Dataset entries:
────────────────────────────────────────
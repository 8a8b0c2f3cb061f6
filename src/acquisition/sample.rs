// src/acquisition/sample.rs
//! Captured samples and the per-channel windowed buffer
//!
//! [`ChannelBuffer`] keeps samples ordered by timestamp. Taking a window
//! `[start, end)` returns the samples inside it and discards everything before
//! `end` except the newest such sample, which is kept as the continuity anchor
//! for the following window.

use std::collections::VecDeque;

/// One conversion result stamped at edge time
#[derive(Debug, Clone, Copy, PartialEq, Eq)]
pub struct Sample {
    /// Nanoseconds since the Unix epoch
    pub timestamp_ns: u64,
    pub value: i32,
}

impl Sample {
    pub fn new(timestamp_ns: u64, value: i32) -> Self {
        Self { timestamp_ns, value }
    }
}

/// Samples of one channel inside `[start_ns, end_ns)`
#[derive(Debug, Clone, PartialEq)]
pub struct SampleWindow {
    pub start_ns: u64,
    pub end_ns: u64,
    /// Newest sample before `start_ns`, if it is recent enough to interpolate against
    pub anchor: Option<Sample>,
    pub samples: Vec<Sample>,
}

impl SampleWindow {
    /// Number of samples inside the window; the anchor is not counted
    pub fn len(&self) -> usize {
        self.samples.len()
    }

    pub fn is_empty(&self) -> bool {
        self.samples.is_empty()
    }

    /// Anchor followed by the in-window samples
    pub fn with_anchor(&self) -> impl Iterator<Item = &Sample> {
        self.anchor.iter().chain(self.samples.iter())
    }
}

/// Ordered per-channel sample store
#[derive(Debug, Default)]
pub struct ChannelBuffer {
    samples: VecDeque<Sample>,
}

impl ChannelBuffer {
    pub fn new() -> Self {
        Self::default()
    }

    pub fn len(&self) -> usize {
        self.samples.len()
    }

    pub fn is_empty(&self) -> bool {
        self.samples.is_empty()
    }

    /// Insert keeping timestamps non-decreasing; equal timestamps keep arrival order
    pub fn push(&mut self, sample: Sample) {
        match self.samples.back() {
            Some(last) if sample.timestamp_ns < last.timestamp_ns => {
                let index = self
                    .samples
                    .partition_point(|s| s.timestamp_ns <= sample.timestamp_ns);
                self.samples.insert(index, sample);
            }
            _ => self.samples.push_back(sample),
        }
    }

    /// Consume the window `[start_ns, end_ns)`
    ///
    /// The newest sample before `start_ns` becomes the window's anchor when it lies
    /// within `max_anchor_gap_ns` of the start. Afterwards the buffer holds the
    /// newest sample before `end_ns` plus any samples at or after `end_ns`.
    pub fn take_window(&mut self, start_ns: u64, end_ns: u64, max_anchor_gap_ns: u64) -> SampleWindow {
        let first_inside = self.samples.partition_point(|s| s.timestamp_ns < start_ns);
        let first_after = self.samples.partition_point(|s| s.timestamp_ns < end_ns);

        let anchor = first_inside
            .checked_sub(1)
            .map(|index| self.samples[index])
            .filter(|sample| start_ns - sample.timestamp_ns <= max_anchor_gap_ns);

        let samples: Vec<Sample> = self
            .samples
            .range(first_inside..first_after.max(first_inside))
            .copied()
            .collect();

        // Keep the newest sample before `end_ns` as the next anchor
        let keep_from = first_after.saturating_sub(1);
        self.samples.drain(..keep_from);

        SampleWindow {
            start_ns,
            end_ns,
            anchor,
            samples,
        }
    }
}

impl Extend<Sample> for ChannelBuffer {
    fn extend<I: IntoIterator<Item = Sample>>(&mut self, iter: I) {
        for sample in iter {
            self.push(sample);
        }
    }
}
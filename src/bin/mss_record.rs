// src/bin/mss_record.rs
//! Recorder daemon running the acquisition core against the simulated board

use anyhow::Context;
use clap::Parser;
use mss_record::config::{ConfigLoader, RecorderConfig};
use mss_record::hal::simulator::{BoardChannel, SimulatedBoard, SimulatedBus};
use mss_record::hal::{SharedBus, SoftwareEdges};
use mss_record::health::{ChannelStatusBoard, HealthMonitor, LogIndicator, NtpqProbe};
use mss_record::storage::MiniSeedWriter;
use mss_record::supervisor::AcquisitionSupervisor;
use mss_record::utils::{CancellationToken, SystemTimeProvider, TimeProvider};
use mss_record::SharedResources;
use std::path::PathBuf;
use std::sync::Arc;
use std::time::Duration;
use tracing::{error, info, warn};
use tracing_subscriber::EnvFilter;

#[derive(Parser, Debug)]
#[command(name = "mss-record", version, about = "Seismic data logger acquisition daemon")]
struct Cli {
    /// Configuration file, merged over the system and local files
    #[arg(short, long)]
    config: Option<PathBuf>,

    /// Override the miniSEED output directory
    #[arg(short, long)]
    output_dir: Option<PathBuf>,

    /// Log filter used when RUST_LOG is not set
    #[arg(long, default_value = "mss_record=info")]
    log_level: String,

    /// Validate the configuration, print a summary and exit
    #[arg(long)]
    check_config: bool,
}

fn main() -> anyhow::Result<()> {
    let cli = Cli::parse();

    tracing_subscriber::fmt()
        .with_env_filter(EnvFilter::try_from_default_env().unwrap_or_else(|_| EnvFilter::new(&cli.log_level)))
        .with_target(false)
        .init();

    let loader = match &cli.config {
        Some(path) => ConfigLoader::new().with_file(path),
        None => ConfigLoader::new(),
    };
    let mut config = loader.load().context("failed to load configuration")?;
    if let Some(dir) = cli.output_dir {
        config.storage.output_dir = dir;
    }

    if cli.check_config {
        config.validate().context("invalid configuration")?;
        println!("{}", serde_json::to_string_pretty(&config.summary())?);
        return Ok(());
    }

    run(config)
}

fn run(config: RecorderConfig) -> anyhow::Result<()> {
    let shutdown = CancellationToken::new();
    {
        let shutdown = shutdown.clone();
        ctrlc::set_handler(move || shutdown.cancel()).context("failed to install signal handler")?;
    }

    std::fs::create_dir_all(&config.storage.output_dir)
        .with_context(|| format!("cannot create {}", config.storage.output_dir.display()))?;

    let bus = SimulatedBus::new();
    let mut board_channels = Vec::new();
    for channel in config.enabled_channels() {
        bus.add_device(channel.i2c_address, channel.variant);
        board_channels.push(BoardChannel {
            address: channel.i2c_address,
            ready_pin: channel.ready_pin,
        });
    }
    let edges = SoftwareEdges::new();
    let clock: Arc<dyn TimeProvider> = Arc::new(SystemTimeProvider);

    let resources = SharedResources {
        bus: SharedBus::new(bus.clone()),
        edges: Arc::new(edges.clone()),
        clock: clock.clone(),
    };
    let writer = MiniSeedWriter::new(
        &config.storage.output_dir,
        config.storage.record_length,
        config.storage.encoding,
    )?;
    let status = ChannelStatusBoard::new();

    let mut supervisor = AcquisitionSupervisor::new(config.clone(), resources, Box::new(writer), status.clone())?;
    if supervisor.initialize() == 0 {
        warn!("continuing without active channels");
    }

    let board_cancel = CancellationToken::new();
    let board = SimulatedBoard::new(bus, edges, board_channels).spawn(board_cancel.clone())?;

    let health_cancel = CancellationToken::new();
    let health = if config.health.enabled {
        let monitor = HealthMonitor::new(
            Box::new(NtpqProbe::new(&config.health.ntpq_command)),
            Box::new(LogIndicator::new()),
            status,
        );
        Some(monitor.spawn(
            Duration::from_secs(config.health.check_interval_s),
            clock,
            health_cancel.clone(),
        )?)
    } else {
        None
    };

    let handle = supervisor.spawn(CancellationToken::new())?;
    info!(output_dir = %config.storage.output_dir.display(), "recording, press Ctrl-C to stop");

    while !shutdown.wait_timeout(Duration::from_secs(60)) {}
    info!("shutdown requested");

    board_cancel.cancel();
    if board.join().is_err() {
        error!("simulated board thread panicked");
    }

    for (channel, stats) in handle.shutdown() {
        info!(
            channel = %channel,
            accepted = stats.windows_accepted,
            dropped = stats.windows_dropped,
            files = stats.files_written,
            write_failures = stats.write_failures,
            captured = stats.capture.captured,
            "channel summary"
        );
    }

    health_cancel.cancel();
    if let Some(health) = health {
        if health.join().is_err() {
            error!("health monitor thread panicked");
        }
    }
    Ok(())
}
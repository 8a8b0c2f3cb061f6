// src/health/ntp.rs
//! Upstream time synchronization status from `ntpq -np`

use std::process::Command;
use tracing::{debug, warn};

/// Answers whether the host clock is disciplined by a usable time source
pub trait TimeSyncProbe: Send {
    fn is_synchronized(&mut self) -> bool;
}

/// One row of the `ntpq -np` peer table
#[derive(Debug, Clone, PartialEq, Eq)]
pub struct NtpPeer {
    /// Selection tally code: `*` system peer, `+` candidate, and so on
    pub tally: char,
    pub remote: String,
    /// Seconds since the last packet; `None` when ntpq prints `-`
    pub when_s: Option<u64>,
    pub poll_s: u64,
    /// Reachability shift register
    pub reach: u32,
}

impl NtpPeer {
    /// Selected or candidate peer heard from within three poll intervals
    pub fn is_working(&self) -> bool {
        matches!(self.tally, '*' | '+')
            && self.reach > 0
            && self.when_s.is_some_and(|when| when <= 3 * self.poll_s)
    }
}

/// `when` and `poll` switch to m/h/d suffixes for large values
fn parse_interval(field: &str) -> Option<u64> {
    let (digits, scale) = match field.chars().last()? {
        'm' => (&field[..field.len() - 1], 60),
        'h' => (&field[..field.len() - 1], 3600),
        'd' => (&field[..field.len() - 1], 86_400),
        _ => (field, 1),
    };
    digits.parse::<u64>().ok().map(|value| value * scale)
}

/// Parse the peer rows that follow the `====` separator line
pub fn parse_ntpq_peers(output: &str) -> Vec<NtpPeer> {
    let Some(separator) = output.lines().position(|line| line.starts_with("===")) else {
        return Vec::new();
    };

    output
        .lines()
        .skip(separator + 1)
        .filter_map(|line| {
            let tally = line.chars().next()?;
            let fields: Vec<&str> = line[tally.len_utf8()..].split_whitespace().collect();
            if fields.len() < 7 {
                return None;
            }
            Some(NtpPeer {
                tally,
                remote: fields[0].to_string(),
                when_s: parse_interval(fields[4]),
                poll_s: parse_interval(fields[5])?,
                reach: u32::from_str_radix(fields[6], 8).ok()?,
            })
        })
        .collect()
}

/// Healthy when at least one peer is working
pub fn time_source_healthy(peers: &[NtpPeer]) -> bool {
    peers.iter().any(NtpPeer::is_working)
}

/// Probe that shells out to `ntpq`
pub struct NtpqProbe {
    command: String,
}

impl NtpqProbe {
    pub fn new(command: &str) -> Self {
        Self {
            command: command.to_string(),
        }
    }
}

impl TimeSyncProbe for NtpqProbe {
    fn is_synchronized(&mut self) -> bool {
        let output = match Command::new(&self.command).arg("-np").output() {
            Ok(output) => output,
            Err(e) => {
                warn!(command = %self.command, error = %e, "failed to query NTP status");
                return false;
            }
        };

        let stdout = String::from_utf8_lossy(&output.stdout);
        if stdout.to_lowercase().starts_with("no association id's returned") {
            warn!("NTP daemon has no associations");
            return false;
        }

        let peers = parse_ntpq_peers(&stdout);
        debug!(peers = peers.len(), "NTP peers parsed");
        let healthy = time_source_healthy(&peers);
        if !healthy {
            warn!("no working NTP server found");
        }
        healthy
    }
}
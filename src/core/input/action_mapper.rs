//=========================================================================
// Action Mapper
//=========================================================================
//
// Maps physical keys to game actions.
//
// Architecture:
//   KeyCode → HashMap → Action
//   StateTracker + bindings → ActionState (held / pressed)
//
// Several keys may drive the same action (arrows and WASD both move).
//
//=========================================================================

//=== External Dependencies ===============================================

use std::collections::HashMap;

//=== Internal Dependencies ===============================================

use super::{
    action::{Action, ActionState},
    event::KeyCode,
    state_tracker::StateTracker,
};

//=== ActionMapper ========================================================

/// Key → action lookup table.
pub(crate) struct ActionMapper<A: Action> {
    key_bindings: HashMap<KeyCode, A>,
}

impl<A: Action> ActionMapper<A> {
    /// Creates a mapper with no bindings.
    pub(crate) fn new() -> Self {
        Self {
            key_bindings: HashMap::new(),
        }
    }

    //--- Binding API ------------------------------------------------------

    /// Binds a key to an action, replacing any previous binding of that key.
    pub(crate) fn bind_key(&mut self, key: KeyCode, action: A) -> Option<A> {
        self.key_bindings.insert(key, action)
    }

    /// Returns the action bound to `key`, if any.
    pub(crate) fn map_key(&self, key: KeyCode) -> Option<A> {
        self.key_bindings.get(&key).copied()
    }

    //--- Resolution -------------------------------------------------------

    /// Rebuilds `state` from the tracker's held and pressed keys.
    pub(crate) fn resolve(&self, tracker: &StateTracker, state: &mut ActionState<A>) {
        state.clear();

        for (&key, &action) in &self.key_bindings {
            if tracker.is_key_down(key) {
                state.set_down(action);
            }
            if tracker.is_key_pressed(key) {
                state.set_pressed(action);
            }
        }
    }
}

//=========================================================================
// Unit Tests
//=========================================================================
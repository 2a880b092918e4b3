//=========================================================================
// Platform Bridge
//=========================================================================
//
// Contract between the winit thread and the logic thread.
//
// - `interface`: what travels over the channel, and platform errors
// - `event_collector`: per-tick draining on the logic side
//
//=========================================================================

mod event_collector;
mod interface;

pub(crate) use event_collector::{Drained, EventCollector};
pub(crate) use interface::PlatformEvent;
pub use interface::PlatformError;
────────────────────────────────────────
## REQUIRED WORK
All lines of the records above with the word "EnvFilter" in them are to be copied.

## ANSWER FOR THE TASK
use tracing_subscriber::EnvFilter;
        .with_env_filter(EnvFilter::try_from_default_env().unwrap_or_else(|_| EnvFilter::new(&cli.log_level)))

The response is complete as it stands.